According to Nageswaran, investment spending, employment generation and income growth is a virtuous cycle that needs to happen. In the medium term, the biggest change is to realise the full potential in two areas — education and health. If the government can proactively take care of health management and bridge the learning gap due to closure of schools, it is a potential way to move forward, he stated.
When Gautam asked him if crisis management has become the new normal and if one must try to design policies around it, the latter replied that there needs to be a long-term vision for the economy. "We need to be alert to take advantage at both economic and personal levels. Thinking processes which have evolved over time will also take time to be discarded. That is a bigger change than policymaking."
When asked about the repealing of the three farm laws which were thought to be good for small and marginal farmers and the way forward to increasing farm productivity, Nageswaran said that farm laws are only an element of increasing farm productivity among many others. "Land consolidation, depletion of groundwater, procurement policy because it is only concentrated on a few geographical locations and crop insurance are the issues that have to be addressed."

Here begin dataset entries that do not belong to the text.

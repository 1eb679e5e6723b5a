//! Auth Flows - run the sign-in screens from the command line.

use std::path::PathBuf;
use std::sync::Arc;
use std::time::Duration;

use clap::{Parser, Subcommand};
use tracing::error;
use tracing_subscriber::{layer::SubscriberExt, util::SubscriberInitExt};

use auth_flows_lib::client::AuthCollaborator;
use auth_flows_lib::config::AuthFlowsConfig;
use auth_flows_lib::forms::{LoginForm, LoginOutcome, PasswordChangeForm};
use auth_flows_lib::notify::{ConsoleNotifier, Notifier};

#[derive(Parser)]
#[command(name = "auth-flows")]
#[command(about = "Daycare sign-in flows")]
struct Cli {
    /// JSON file with daycares and users
    #[arg(long, global = true, env = "DIRECTORY_SEED")]
    seed: Option<PathBuf>,

    #[command(subcommand)]
    command: Commands,
}

#[derive(Subcommand)]
enum Commands {
    /// Sign in
    Login {
        #[arg(long, default_value = "")]
        code: String,
        #[arg(long)]
        username: String,
        #[arg(long)]
        password: String,
    },
    /// Sign in, then set a new password
    ChangePassword {
        #[arg(long, default_value = "")]
        code: String,
        #[arg(long)]
        username: String,
        #[arg(long)]
        password: String,
        #[arg(long)]
        new_password: String,
        #[arg(long)]
        confirm: String,
    },
}

#[tokio::main]
async fn main() -> Result<(), Box<dyn std::error::Error>> {
    // Load environment variables
    dotenvy::dotenv().ok();

    let mut config = AuthFlowsConfig::from_env();

    // Initialize tracing
    tracing_subscriber::registry()
        .with(
            tracing_subscriber::EnvFilter::try_from_default_env()
                .unwrap_or_else(|_| config.log.level.clone().into()),
        )
        .with(tracing_subscriber::fmt::layer())
        .init();

    let cli = Cli::parse();
    if cli.seed.is_some() {
        config.directory_seed = cli.seed;
    }

    let directory = match auth_flows_lib::build_directory(&config) {
        Ok(directory) => directory,
        Err(e) => {
            error!(code = e.code(), "Failed to load directory");
            eprintln!("{}", e.user_message());
            std::process::exit(1);
        }
    };
    let auth: Arc<dyn AuthCollaborator> = directory;
    let notifier: Arc<dyn Notifier> = Arc::new(ConsoleNotifier::new(Duration::from_millis(
        config.notices.default_duration_ms,
    )));

    let mut login = LoginForm::new(auth.clone(), notifier.clone(), config.notices.clone());

    match cli.command {
        Commands::Login {
            code,
            username,
            password,
        } => {
            login.set_organization_code(&code);
            login.set_username(username);
            login.set_password(password);
            login.submit().await;

            if auth.current_user().is_some_and(|u| u.must_change_password) {
                println!("A new password must be set before continuing (use change-password).");
            }
        }
        Commands::ChangePassword {
            code,
            username,
            password,
            new_password,
            confirm,
        } => {
            login.set_organization_code(&code);
            login.set_username(username);
            login.set_password(password);
            if !matches!(login.submit().await, LoginOutcome::SignedIn { .. }) {
                return Ok(());
            }

            let mut change = PasswordChangeForm::new(auth, notifier);
            change.set_new_password(new_password);
            change.set_confirmation(confirm);

            let feedback = change.feedback();
            if let Some(hint) = feedback.length_hint() {
                println!("{}", hint);
            }
            if let Some(hint) = feedback.mismatch_hint() {
                println!("{}", hint);
            }

            change.submit().await;
        }
    }

    Ok(())
}
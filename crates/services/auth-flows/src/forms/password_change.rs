//! Forced password change shown to users signed in with a temporary password.

use std::sync::Arc;

use tracing::{debug, info, warn};

use domain::{check_new_password, ensure_changed, DomainError, PasswordFeedback, UserUpdate};

use super::in_flight::InFlight;
use super::messages;
use crate::client::AuthCollaborator;
use crate::notify::{Notice, Notifier};

#[derive(Debug, Clone, PartialEq, Eq)]
pub enum PasswordChangeOutcome {
    /// A local rule failed; nothing was sent
    Rejected(DomainError),
    Changed,
    /// The update call itself failed
    Failed,
}

pub struct PasswordChangeForm {
    auth: Arc<dyn AuthCollaborator>,
    notifier: Arc<dyn Notifier>,
    new_password: String,
    confirmation: String,
    show_new: bool,
    show_confirmation: bool,
    in_flight: InFlight,
}

impl PasswordChangeForm {
    pub fn new(auth: Arc<dyn AuthCollaborator>, notifier: Arc<dyn Notifier>) -> Self {
        let mut form = Self {
            auth,
            notifier,
            new_password: String::new(),
            confirmation: String::new(),
            show_new: false,
            show_confirmation: false,
            in_flight: InFlight::default(),
        };
        form.reset();
        form
    }

    pub fn reset(&mut self) {
        self.new_password.clear();
        self.confirmation.clear();
        self.show_new = false;
        self.show_confirmation = false;
    }

    pub fn set_new_password(&mut self, value: impl Into<String>) {
        self.new_password = value.into();
    }

    pub fn set_confirmation(&mut self, value: impl Into<String>) {
        self.confirmation = value.into();
    }

    pub fn toggle_new_visibility(&mut self) {
        self.show_new = !self.show_new;
    }

    pub fn toggle_confirmation_visibility(&mut self) {
        self.show_confirmation = !self.show_confirmation;
    }

    pub fn new_password_visible(&self) -> bool {
        self.show_new
    }

    pub fn confirmation_visible(&self) -> bool {
        self.show_confirmation
    }

    /// Inline hints for the current input. Advisory only.
    pub fn feedback(&self) -> PasswordFeedback {
        PasswordFeedback::evaluate(&self.new_password, &self.confirmation)
    }

    pub fn is_submitting(&self) -> bool {
        self.in_flight.is_active()
    }

    pub fn in_flight(&self) -> InFlight {
        self.in_flight.clone()
    }

    /// Check the new password and update the signed-in user's credentials.
    pub async fn submit(&mut self) -> PasswordChangeOutcome {
        if let Err(e) = check_new_password(&self.new_password, &self.confirmation) {
            return self.reject(e);
        }

        let Some(user) = self.auth.current_user() else {
            return self.reject(DomainError::Unauthorized);
        };
        if let Err(e) = ensure_changed(&self.new_password, Some(&user.password)) {
            return self.reject(e);
        }

        let guard = self.in_flight.raise();
        debug!(user_id = %user.id, "Submitting password change");

        let result = self
            .auth
            .update_user(user.id, UserUpdate::password_changed(self.new_password.as_str()))
            .await;
        drop(guard);

        match result {
            Ok(()) => {
                info!(user_id = %user.id, "Password changed");
                self.notifier.notify(Notice::success(messages::PASSWORD_CHANGED));
                PasswordChangeOutcome::Changed
            }
            Err(e) => {
                warn!(user_id = %user.id, code = e.code(), "Password change failed: {}", e);
                self.notifier.notify(Notice::error(messages::PASSWORD_CHANGE_FAILED));
                PasswordChangeOutcome::Failed
            }
        }
    }

    fn reject(&self, err: DomainError) -> PasswordChangeOutcome {
        let message = match &err {
            DomainError::Unauthorized => messages::NOT_SIGNED_IN.to_string(),
            other => other.to_string(),
        };
        debug!("Password change rejected: {}", message);
        self.notifier.notify(Notice::error(message));
        PasswordChangeOutcome::Rejected(err)
    }
}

ThinkEdu 2022 is the grand tenth edition of what has consistently been India's biggest education conclave for a decade now. March 8 and 9 will see some stalwarts of India's academic, economic and political ecosystems bring ideas, ideologies and reflections on the past, present and future of India's education system. The sessions will be viewed by a live audience, in addition to the 2,750 registered users on the conclave's digital space. Over the last nine years, the conclave has seen some true stalwart thinkers such as former presidents Dr APJ Abdul Kalam and Dr Pranab Mukherjee, MPs Jairam Ramesh, Smriti Irani, former CM of Jammu and Kashmir Farooq Abdullah, NITI Aayog's CEO Amitabh Kant and spiritual guide Sadhguru.